5e has a restriction on casting more than a single leveled spell per character turn. Even ways that, in past editions, have traditionally been ways around this such as quickened spells, now only allow a character to cast one spell and one cantrip. 

As there are no cantrips that directly restore HP, this means there is no way for a character to cast two healing spells in a single turn. 

However, a character with access to Healing Word, a basic level 1 healing spell that casts as a bonus action at a range of up to 60ft and requires no hands free to cast, and the Healer feat, can now heal two party members per turn with little to no effort. 

It’s incredibly easy, as well. Healer heals the first creature, as long as they’re within 5ft, and your shouted words of encouragement heals the second. 

The only issue here is access to your healing kit. The item only weighs 3 lbs, so having it hanging from your pack or belt and easily accessible shouldn’t be a problem. What matters is having hands open to use it.
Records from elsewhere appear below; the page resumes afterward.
// SPDX-FileCopyrightText: 2026 Wabot Contributors
// SPDX-License-Identifier: MIT OR Apache-2.0

//! Client for the tikwm.com short-video download API.
//!
//! One form-encoded POST per `.ttdl` invocation. The API either returns a
//! `data` object with playable URLs or omits it; absence is a defined
//! outcome, not an error.

use serde::Deserialize;
use tracing::debug;

use wabot_config::model::TiktokConfig;
use wabot_core::WabotError;

/// Video URLs returned by the download API.
#[derive(Debug, Clone, Deserialize)]
pub struct VideoData {
    /// HD variant, preferred when present.
    #[serde(default)]
    pub hdplay: Option<String>,
    /// Standard variant.
    #[serde(default)]
    pub play: Option<String>,
}

impl VideoData {
    /// The playable URL, preferring the HD variant.
    pub fn playable_url(&self) -> Option<&str> {
        self.hdplay.as_deref().or(self.play.as_deref())
    }
}

#[derive(Debug, Deserialize)]
struct ApiResponse {
    #[serde(default)]
    data: Option<VideoData>,
}

/// HTTP client for the short-video download API.
#[derive(Debug, Clone)]
pub struct TikwmClient {
    client: reqwest::Client,
    base_url: String,
}

impl TikwmClient {
    pub fn new(config: &TiktokConfig) -> Self {
        Self {
            client: reqwest::Client::new(),
            base_url: config.base_url.clone(),
        }
    }

    /// Looks up the downloadable video behind a source URL.
    ///
    /// `Ok(None)` means the API answered but had no data for the link.
    pub async fn lookup(&self, source_url: &str) -> Result<Option<VideoData>, WabotError> {
        let response = self
            .client
            .post(&self.base_url)
            .form(&[("url", source_url)])
            .send()
            .await
            .map_err(|e| WabotError::Upstream {
                message: format!("video API request failed: {e}"),
                source: Some(Box::new(e)),
            })?;

        let status = response.status();
        if !status.is_success() {
            return Err(WabotError::Upstream {
                message: format!("video API returned {status}"),
                source: None,
            });
        }

        let parsed: ApiResponse = response.json().await.map_err(|e| WabotError::Upstream {
            message: format!("failed to parse video API response: {e}"),
            source: Some(Box::new(e)),
        })?;

        debug!(found = parsed.data.is_some(), "video lookup complete");
        Ok(parsed.data)
    }
}
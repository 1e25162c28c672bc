// SPDX-FileCopyrightText: 2026 Wabot Contributors
// SPDX-License-Identifier: MIT OR Apache-2.0

//! Error types for the media pipeline.

use thiserror::Error;

/// Errors raised while fetching, persisting, or transcoding media.
#[derive(Debug, Error)]
pub enum MediaError {
    /// The gateway-side content stream failed or the descriptor was
    /// expired/invalid.
    #[error("media fetch failed: {message}")]
    Fetch { message: String },

    /// The external transcoder failed. Never retried automatically.
    #[error("transcode failed: {message}")]
    Transcode { message: String },

    /// Local filesystem failure while persisting or reading media.
    #[error("media io error: {0}")]
    Io(#[from] std::io::Error),
}
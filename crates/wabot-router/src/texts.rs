// SPDX-FileCopyrightText: 2026 Wabot Contributors
// SPDX-License-Identifier: MIT OR Apache-2.0

//! User-facing reply texts and info cards.
//!
//! All strings the router sends back to a conversation live here so the
//! handlers stay free of literals and the wording can be reviewed in one
//! place.

pub const AI_USAGE: &str = "❌ Contoh: *.ai apa itu black hole?*";
pub const AI_THINKING: &str = "⏳ Sedang berpikir...";
pub const AI_FAILED: &str = "❌ Terjadi kesalahan saat memproses AI";

pub const TTDL_USAGE: &str = "❌ Mana link TikTok?";
pub const TTDL_PROCESSING: &str = "⏳ Memproses link...";
pub const TTDL_NO_DATA: &str = "❌ Gagal mendapatkan data video TikTok.";
pub const TTDL_NO_VIDEO: &str = "❌ Video tidak tersedia.";
pub const TTDL_FAILED: &str = "❌ Gagal memproses link TikTok.";
pub const TTDL_CAPTION: &str = "🎬 Video TikTok";

pub const STICKER_USAGE: &str = "❌ Kirim gambar/video dulu lalu ketik *.sticker*";
pub const STICKER_TRANSCODE_FAILED: &str = "❌ Gagal membuat stiker.";
pub const STICKER_SEND_FAILED: &str = "❌ Gagal mengirim stiker.";
pub const STICKER_FAILED: &str = "❌ Terjadi kesalahan saat membuat stiker.";

pub const STATUS_USAGE: &str = "❌ Balas status orang dengan perintah .s";
pub const STATUS_NO_MEDIA: &str = "❌ Tidak ada media status yang bisa diunduh!";
pub const STATUS_ACK: &str = "✅ Status berhasil dikirim ke owner.";
pub const STATUS_FAILED: &str =
    "❌ Gagal mengunduh status. Pastikan belum kedaluwarsa atau media masih tersedia.";

pub const SETNAME_USAGE: &str = "❌ Contoh: .setname Nama Baru";
pub const SETNAME_OK: &str = "✅ Nama grup berhasil diganti!";
pub const SETNAME_FAILED: &str = "❌ Gagal mengganti nama grup.";
pub const SETNAME_ADMIN_ONLY: &str = "❌ Hanya admin yang bisa mengubah nama grup.";

pub const SETDESC_USAGE: &str = "❌ Contoh: .setdesc Deskripsi Baru";
pub const SETDESC_OK: &str = "✅ Deskripsi grup berhasil diganti!";
pub const SETDESC_FAILED: &str = "❌ Gagal mengganti deskripsi grup.";
pub const SETDESC_ADMIN_ONLY: &str = "❌ Hanya admin yang bisa mengubah deskripsi.";

pub const KICK_USAGE: &str = "❌ Tag member yang ingin di-kick.";
pub const KICK_OK: &str = "✅ Member berhasil di-kick.";
pub const KICK_FAILED: &str = "❌ Gagal kick member.";
pub const KICK_ADMIN_ONLY: &str = "❌ Hanya admin yang bisa kick.";

pub const TAGALL_TEXT: &str = "👥 Tag semua member!";
pub const TAGALL_ADMIN_ONLY: &str = "❌ Hanya admin yang bisa tag all.";

pub const GROUP_ONLY: &str = "❌ Perintah ini hanya bisa dipakai di dalam grup.";
pub const OWNER_ONLY: &str = "❌ Perintah ini khusus owner bot.";

pub const RECOVER_NOTHING: &str = "❌ Tidak ada pesan terhapus yang bisa dipulihkan!";
pub const RECOVER_IMAGE_CAPTION: &str = "♻️ Gambar yang terhapus";
pub const RECOVER_VIDEO_CAPTION: &str = "♻️ Video yang terhapus";
pub const RECOVER_IMAGE_FAILED: &str = "❌ Gagal memulihkan gambar terhapus.";
pub const RECOVER_VIDEO_FAILED: &str = "❌ Gagal memulihkan video terhapus.";
pub const RECOVER_DOCUMENT_FAILED: &str = "❌ Gagal memulihkan dokumen terhapus.";
pub const RECOVER_AUDIO_FAILED: &str = "❌ Gagal memulihkan audio terhapus.";
pub const RECOVER_STICKER_FAILED: &str = "❌ Gagal memulihkan stiker terhapus.";

pub fn recovered_text(body: &str) -> String {
    format!("♻️ Pesan Terhapus:\n\n{body}")
}

pub fn status_caption(kind_emoji: &str, from: &str, filename: &str) -> String {
    format!("{kind_emoji} Status dari: {from}\nDisimpan: {filename}")
}

pub fn menu_card() -> String {
    "\n╭───〔 🌟 MENU BOT 〕\n│\n│ 📌 Fitur Bot\n│   *.owner*      → Info pemilik bot\n│   *.bot*        → Info teknis bot\n│   *.runtime*    → Info sistem & uptime\n│\n│ 📌 Fitur AI\n│   *.ai <pertanyaan>* → Chat AI\n│\n│ 📌 Fitur Media\n│   *.ttdl <link>*      → Download TikTok\n│   *.sticker*          → Buat stiker dari gambar/video\n│   *.s*                → Unduh status WhatsApp (reply status)\n│\n│ 📌 Fitur Grup (Admin)\n│   *.setname <nama>*   → Ganti nama grup\n│   *.setdesc <desc>*   → Ganti deskripsi grup\n│   *.kick @user*       → Kick member\n│   *.tagall*           → Mention semua member\n╰────────────────\n".to_string()
}

pub fn owner_card(owner_name: &str, owner_number: &str) -> String {
    format!(
        "\n╔═════════════════════\n\
         ║ 👑 OWNER BOT\n\
         ╠═════════════════════\n\
         ║ Nama   : {owner_name}\n\
         ║ Nomor  : wa.me/{owner_number}\n\
         ║ Role   : Developer\n\
         ║ Akses  : Semua fitur & konfigurasi bot\n\
         ╠═════════════════════\n\
         ║ 💡 Tip: Gunakan fitur ini hanya jika perlu\n\
         ╚═════════════════════\n"
    )
}

pub fn bot_card(agent_name: &str, ai_model: &str) -> String {
    let version = env!("CARGO_PKG_VERSION");
    format!(
        "\n╔════════════════════\n\
         ║ 🤖 INFORMASI BOT\n\
         ╠════════════════════\n\
         ║ Nama Bot      : {agent_name}\n\
         ║ Versi         : {version}\n\
         ║ Dibuat Dengan :\n\
         ║   - Rust {rust_edition}\n\
         ║   - AI Model: {ai_model}\n\
         ║   - Database : File system\n\
         ║ Platform      : Termux / Linux / Android\n\
         ╚════════════════════\n",
        rust_edition = "(edisi 2024)",
    )
}

pub struct RuntimeInfo {
    pub uptime: String,
    pub cpu_model: String,
    pub used_mem_mb: u64,
    pub total_mem_mb: u64,
    pub started_at: String,
}

pub fn runtime_card(info: &RuntimeInfo) -> String {
    let percent = if info.total_mem_mb == 0 {
        0
    } else {
        (info.used_mem_mb * 100 + info.total_mem_mb / 2) / info.total_mem_mb
    };
    let filled = (percent * 20 + 50) / 100;
    let filled = filled.min(20) as usize;
    let bar = "█".repeat(filled) + &"░".repeat(20 - filled);
    format!(
        "\n╔═════════════════\n\
         ║ ⏳ BOT RUNTIME\n\
         ╠═════════════════\n\
         ║ Uptime       : {uptime}\n\
         ║ CPU          : {cpu}\n\
         ║ RAM          : {used}MB / {total}MB\n\
         ║               [{bar}] {percent}%\n\
         ║ Platform     : {platform} {arch}\n\
         ║ Wabot        : v{version}\n\
         ║ Active since : {started}\n\
         ╚═════════════════\n",
        uptime = info.uptime,
        cpu = info.cpu_model,
        used = info.used_mem_mb,
        total = info.total_mem_mb,
        platform = std::env::consts::OS,
        arch = std::env::consts::ARCH,
        version = env!("CARGO_PKG_VERSION"),
        started = info.started_at,
    )
}
// SPDX-FileCopyrightText: 2026 Wabot Contributors
// SPDX-License-Identifier: MIT OR Apache-2.0

//! Scoped temporary-file ownership.
//!
//! Every temp file the pipeline creates is held by a [`TempPath`] guard so
//! it is removed on every exit path, including the success path. Cleanup is
//! best-effort and never masks the error that is already in flight.

use std::path::{Path, PathBuf};

use tracing::warn;

/// Owns a temporary file and deletes it on drop.
#[derive(Debug)]
pub struct TempPath {
    path: PathBuf,
}

impl TempPath {
    /// Takes ownership of an existing file at `path`.
    pub fn new(path: PathBuf) -> Self {
        Self { path }
    }

    pub fn path(&self) -> &Path {
        &self.path
    }
}

impl Drop for TempPath {
    fn drop(&mut self) {
        if let Err(e) = std::fs::remove_file(&self.path) {
            if e.kind() != std::io::ErrorKind::NotFound {
                warn!(path = %self.path.display(), error = %e, "failed to remove temp file");
            }
        }
    }
}
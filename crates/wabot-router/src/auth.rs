// SPDX-FileCopyrightText: 2026 Wabot Contributors
// SPDX-License-Identifier: MIT OR Apache-2.0

//! Authorization predicates.
//!
//! Pure, read-only checks with no caching: every admin-gated command
//! re-evaluates against freshly fetched participant data, so a demoted
//! admin never retains access through stale state.

use wabot_core::{Participant, ParticipantRole, digits_only};

/// True iff the sender is the configured bot owner.
///
/// The sender identifier is normalized to digits only before comparison,
/// so gateway suffixes and formatting never matter.
pub fn is_owner(sender_id: &str, owner_number: &str) -> bool {
    digits_only(sender_id) == owner_number
}

/// True iff the sender appears among the participants with role admin or
/// superadmin. Insensitive to participant order.
pub fn is_group_admin(participants: &[Participant], sender_id: &str) -> bool {
    participants.iter().any(|p| {
        p.id == sender_id
            && matches!(
                p.role,
                ParticipantRole::Admin | ParticipantRole::SuperAdmin
            )
    })
}
// SPDX-FileCopyrightText: 2026 Wabot Contributors
// SPDX-License-Identifier: MIT OR Apache-2.0

//! Command token extraction from a message's text surface.

/// The fixed prefix character that marks a text token as a command.
pub const TRIGGER: char = '.';

/// A parsed command invocation. Exists only for the duration of one
/// dispatch.
#[derive(Debug, Clone, PartialEq, Eq)]
pub struct CommandInvocation {
    /// The command token, lowercased, trigger character included.
    pub command: String,
    /// Remainder of the surface with the command token removed and trimmed.
    pub argument: String,
}

/// Extracts a command invocation from a text surface.
///
/// The command is the first whitespace-delimited token and must start with
/// the trigger character; matching is case-insensitive on the token only.
/// Exactly one leading token is stripped to form the argument.
pub fn parse(surface: &str) -> Option<CommandInvocation> {
    let rest = surface.trim_start();
    let token = rest.split_whitespace().next()?;
    if !token.starts_with(TRIGGER) {
        return None;
    }
    Some(CommandInvocation {
        command: token.to_lowercase(),
        argument: rest[token.len()..].trim().to_string(),
    })
}

#[cfg(test)]
mod tests {
    use super::*;

    #[test]
    fn plain_command_without_argument() {
        let inv = parse(".menu").expect("command");
        assert_eq!(inv.command, ".menu");
        assert_eq!(inv.argument, "");
    }

    #[test]
    fn command_token_is_case_insensitive() {
        for surface in [".Menu", ".MENU", ".menu"] {
            let inv = parse(surface).expect("command");
            assert_eq!(inv.command, ".menu");
        }
    }

    #[test]
    fn argument_strips_exactly_one_token_and_whitespace() {
        let inv = parse(".ai   apa itu black hole?").expect("command");
        assert_eq!(inv.command, ".ai");
        assert_eq!(inv.argument, "apa itu black hole?");
    }

    #[test]
    fn argument_preserves_inner_repetition_of_token() {
        // Only the leading token is removed, not later occurrences.
        let inv = parse(".ai .ai is a command").expect("command");
        assert_eq!(inv.argument, ".ai is a command");
    }

    #[test]
    fn leading_whitespace_is_tolerated() {
        let inv = parse("  .setname Grup Baru").expect("command");
        assert_eq!(inv.command, ".setname");
        assert_eq!(inv.argument, "Grup Baru");
    }

    #[test]
    fn non_trigger_text_is_not_a_command() {
        assert!(parse("hello world").is_none());
        assert!(parse("menu").is_none());
        assert!(parse("").is_none());
        assert!(parse("   ").is_none());
    }
}
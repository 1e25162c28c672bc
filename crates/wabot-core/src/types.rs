// SPDX-FileCopyrightText: 2026 Wabot Contributors
// SPDX-License-Identifier: MIT OR Apache-2.0

//! Message and group data model shared across the Wabot workspace.
//!
//! The payload union is a closed enum with one case per media kind plus
//! text, so restore dispatch and command routing can match exhaustively.

use serde::{Deserialize, Serialize};
use strum::{Display, EnumString};

/// Suffix the gateway uses for group conversation identifiers.
const GROUP_JID_SUFFIX: &str = "@g.us";

/// Returns true if the conversation id denotes a group chat.
pub fn is_group_jid(jid: &str) -> bool {
    jid.ends_with(GROUP_JID_SUFFIX)
}

/// Strips every non-digit character from an identifier.
///
/// Used to compare gateway identifiers (which carry server suffixes) against
/// configured phone numbers, and to sanitize identifiers for file names.
pub fn digits_only(s: &str) -> String {
    s.chars().filter(|c| c.is_ascii_digit()).collect()
}

/// Opaque reference to retrievable binary media, assigned by the gateway.
///
/// A descriptor is consumable exactly once; a second fetch requires a fresh
/// descriptor from the source event.
#[derive(Debug, Clone, PartialEq, Eq, Serialize, Deserialize)]
pub struct ContentDescriptor(pub String);

/// A content descriptor plus the MIME type the gateway reported for it.
#[derive(Debug, Clone, PartialEq, Eq, Serialize, Deserialize)]
pub struct MediaRef {
    pub descriptor: ContentDescriptor,
    pub mime_type: String,
}

/// The media kinds the gateway can stream.
#[derive(Debug, Clone, Copy, PartialEq, Eq, Hash, Display, EnumString, Serialize, Deserialize)]
#[strum(serialize_all = "lowercase")]
pub enum MediaKind {
    Image,
    Video,
    Document,
    Audio,
    Sticker,
}

/// Tagged payload union for an inbound message.
#[derive(Debug, Clone, PartialEq, Eq, Serialize, Deserialize)]
pub enum MessagePayload {
    Text {
        body: String,
    },
    Image {
        media: MediaRef,
        caption: Option<String>,
    },
    Video {
        media: MediaRef,
        caption: Option<String>,
    },
    Document {
        media: MediaRef,
        file_name: Option<String>,
    },
    Audio {
        media: MediaRef,
    },
    Sticker {
        media: MediaRef,
    },
}

impl MessagePayload {
    /// The unified text surface of a message: plain body, or caption of an
    /// image/video, or the filename of a document, in that precedence order.
    pub fn text_surface(&self) -> &str {
        match self {
            Self::Text { body } => body,
            Self::Image { caption, .. } | Self::Video { caption, .. } => {
                caption.as_deref().unwrap_or("")
            }
            Self::Document { file_name, .. } => file_name.as_deref().unwrap_or(""),
            Self::Audio { .. } | Self::Sticker { .. } => "",
        }
    }

    /// The media reference carried by this payload, if any.
    pub fn media(&self) -> Option<&MediaRef> {
        match self {
            Self::Text { .. } => None,
            Self::Image { media, .. }
            | Self::Video { media, .. }
            | Self::Document { media, .. }
            | Self::Audio { media }
            | Self::Sticker { media } => Some(media),
        }
    }

    /// The media kind of this payload, if it carries binary content.
    pub fn media_kind(&self) -> Option<MediaKind> {
        match self {
            Self::Text { .. } => None,
            Self::Image { .. } => Some(MediaKind::Image),
            Self::Video { .. } => Some(MediaKind::Video),
            Self::Document { .. } => Some(MediaKind::Document),
            Self::Audio { .. } => Some(MediaKind::Audio),
            Self::Sticker { .. } => Some(MediaKind::Sticker),
        }
    }
}

/// An inbound message as delivered by the gateway session.
#[derive(Debug, Clone, PartialEq, Eq, Serialize, Deserialize)]
pub struct InboundMessage {
    /// Opaque id, unique within a conversation, assigned by the gateway.
    pub id: String,
    /// The chat this message belongs to (direct or group).
    pub conversation_id: String,
    /// The author. For groups this is the participant id; for direct chats
    /// it equals `conversation_id`.
    pub sender_id: String,
    /// True if the agent itself sent it.
    pub from_self: bool,
    pub payload: MessagePayload,
    /// Participants mentioned in the message body.
    pub mentioned: Vec<String>,
    /// Payload of the message this one replies to, if any. Carries the
    /// media reference needed to fetch quoted status media.
    pub quoted: Option<Box<MessagePayload>>,
    /// Monotonic sequence used only for cache eviction ordering.
    pub received_at: u64,
}

/// An outbound message payload, sent through the gateway.
#[derive(Debug, Clone, PartialEq, Eq)]
pub enum OutboundPayload {
    Text {
        body: String,
        mentions: Vec<String>,
    },
    Image {
        data: Vec<u8>,
        caption: Option<String>,
    },
    Video {
        data: Vec<u8>,
        caption: Option<String>,
    },
    /// A video the gateway fetches itself from a remote URL.
    VideoUrl {
        url: String,
        caption: Option<String>,
    },
    Document {
        data: Vec<u8>,
        file_name: String,
        mime_type: String,
    },
    Audio {
        data: Vec<u8>,
        mime_type: String,
    },
    Sticker {
        data: Vec<u8>,
    },
}

impl OutboundPayload {
    /// Plain text reply with no mentions.
    pub fn text(body: impl Into<String>) -> Self {
        Self::Text {
            body: body.into(),
            mentions: Vec::new(),
        }
    }
}

/// Role of a group participant.
#[derive(Debug, Clone, Copy, PartialEq, Eq, Display, EnumString, Serialize, Deserialize)]
#[strum(serialize_all = "lowercase")]
pub enum ParticipantRole {
    Member,
    Admin,
    #[strum(serialize = "superadmin")]
    SuperAdmin,
}

/// One group member with their role.
#[derive(Debug, Clone, PartialEq, Eq, Serialize, Deserialize)]
pub struct Participant {
    pub id: String,
    pub role: ParticipantRole,
}

/// Group metadata fetched on demand from the gateway. Never cached locally;
/// admin-gated commands re-fetch this per invocation.
#[derive(Debug, Clone, PartialEq, Eq, Serialize, Deserialize)]
pub struct GroupMetadata {
    pub subject: String,
    pub participants: Vec<Participant>,
}

#[cfg(test)]
mod tests {
    use super::*;

    fn media_ref() -> MediaRef {
        MediaRef {
            descriptor: ContentDescriptor("desc-1".into()),
            mime_type: "image/jpeg".into(),
        }
    }

    #[test]
    fn group_jid_detection() {
        assert!(is_group_jid("12345-67890@g.us"));
        assert!(!is_group_jid("628512345@s.whatsapp.net"));
    }

    #[test]
    fn digits_only_strips_suffix() {
        assert_eq!(digits_only("628512345@s.whatsapp.net"), "628512345");
        assert_eq!(digits_only("+62 851-2345"), "628512345");
    }

    #[test]
    fn text_surface_precedence() {
        let text = MessagePayload::Text {
            body: "hello".into(),
        };
        assert_eq!(text.text_surface(), "hello");

        let image = MessagePayload::Image {
            media: media_ref(),
            caption: Some(".sticker".into()),
        };
        assert_eq!(image.text_surface(), ".sticker");

        let doc = MessagePayload::Document {
            media: media_ref(),
            file_name: Some("report.pdf".into()),
        };
        assert_eq!(doc.text_surface(), "report.pdf");

        let audio = MessagePayload::Audio { media: media_ref() };
        assert_eq!(audio.text_surface(), "");
    }

    #[test]
    fn media_kind_matches_variant() {
        let sticker = MessagePayload::Sticker { media: media_ref() };
        assert_eq!(sticker.media_kind(), Some(MediaKind::Sticker));
        assert!(sticker.media().is_some());

        let text = MessagePayload::Text { body: "hi".into() };
        assert_eq!(text.media_kind(), None);
        assert!(text.media().is_none());
    }

    #[test]
    fn media_kind_display_round_trip() {
        use std::str::FromStr;
        for kind in [
            MediaKind::Image,
            MediaKind::Video,
            MediaKind::Document,
            MediaKind::Audio,
            MediaKind::Sticker,
        ] {
            let s = kind.to_string();
            assert_eq!(MediaKind::from_str(&s).expect("round trip"), kind);
        }
    }

    #[test]
    fn participant_role_parses_superadmin() {
        use std::str::FromStr;
        assert_eq!(
            ParticipantRole::from_str("superadmin").expect("parse"),
            ParticipantRole::SuperAdmin
        );
        assert_eq!(ParticipantRole::SuperAdmin.to_string(), "superadmin");
    }
}
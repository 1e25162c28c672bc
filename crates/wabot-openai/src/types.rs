// SPDX-FileCopyrightText: 2026 Wabot Contributors
// SPDX-License-Identifier: MIT OR Apache-2.0

//! Request/response types for the OpenAI chat completions API.

use serde::{Deserialize, Serialize};

#[derive(Debug, Clone, Serialize)]
pub struct ChatRequest {
    pub model: String,
    pub messages: Vec<ChatMessage>,
}

#[derive(Debug, Clone, Serialize, Deserialize)]
pub struct ChatMessage {
    pub role: String,
    pub content: String,
}

#[derive(Debug, Clone, Deserialize)]
pub struct ChatResponse {
    pub choices: Vec<ChatChoice>,
}

#[derive(Debug, Clone, Deserialize)]
pub struct ChatChoice {
    pub message: ChatMessage,
}

/// Error envelope returned by the API on non-success statuses.
#[derive(Debug, Clone, Deserialize)]
pub struct ApiErrorResponse {
    pub error: ApiErrorDetail,
}

#[derive(Debug, Clone, Deserialize)]
pub struct ApiErrorDetail {
    pub message: String,
}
Just make sure to keep a hand free, and chat with your DM about in-combat healing.  

Healing Efficiency and Short Rests  

Hopefully, this guide has opened your eyes to how the Healer feat is a surprisingly efficient method of keeping a party alive and healthy through all their trials and tribulations. 

It’s worth pointing out that the feat becomes much more effective if your party has regular access to short rests. 

Consider. In an average 4 person party, adventuring at level 5, the Healer feat heals, on average, 50hp in a typical day. (12.5 per party member.)

A short rest lets the healer do it all again, healing everyone a second time and restoring another 50hp to the party. 

Your average level 5 party might have around 160 total HP, shared between its 4 members, taking into account class differences. The Healer feat just brought back two-thirds of those. For the total cost of 4 gold. 1 gold per character. That’s pretty strong and only gets stronger for every rest the party takes.    

Final Thoughts on Healer

The Healer feat is a well-designed feat that has incredible potential if used correctly, balanced out by player agency and certain styles of campaign. 

No party is ever going to suffer by having a PC take the Healer feat. The healing alone is so cost-efficient that it’s hard to criticize. But where the feat really shines is situations where other forms of healing are hard to come by. 

If your GM is running a campaign that has restrictions on magical healing, like Dark Sun, or if the party’s magical characters have little option for healing spells, such as Warlocks, then having a source of available healing shoots way up in value. Save a life. Take the Healer feat.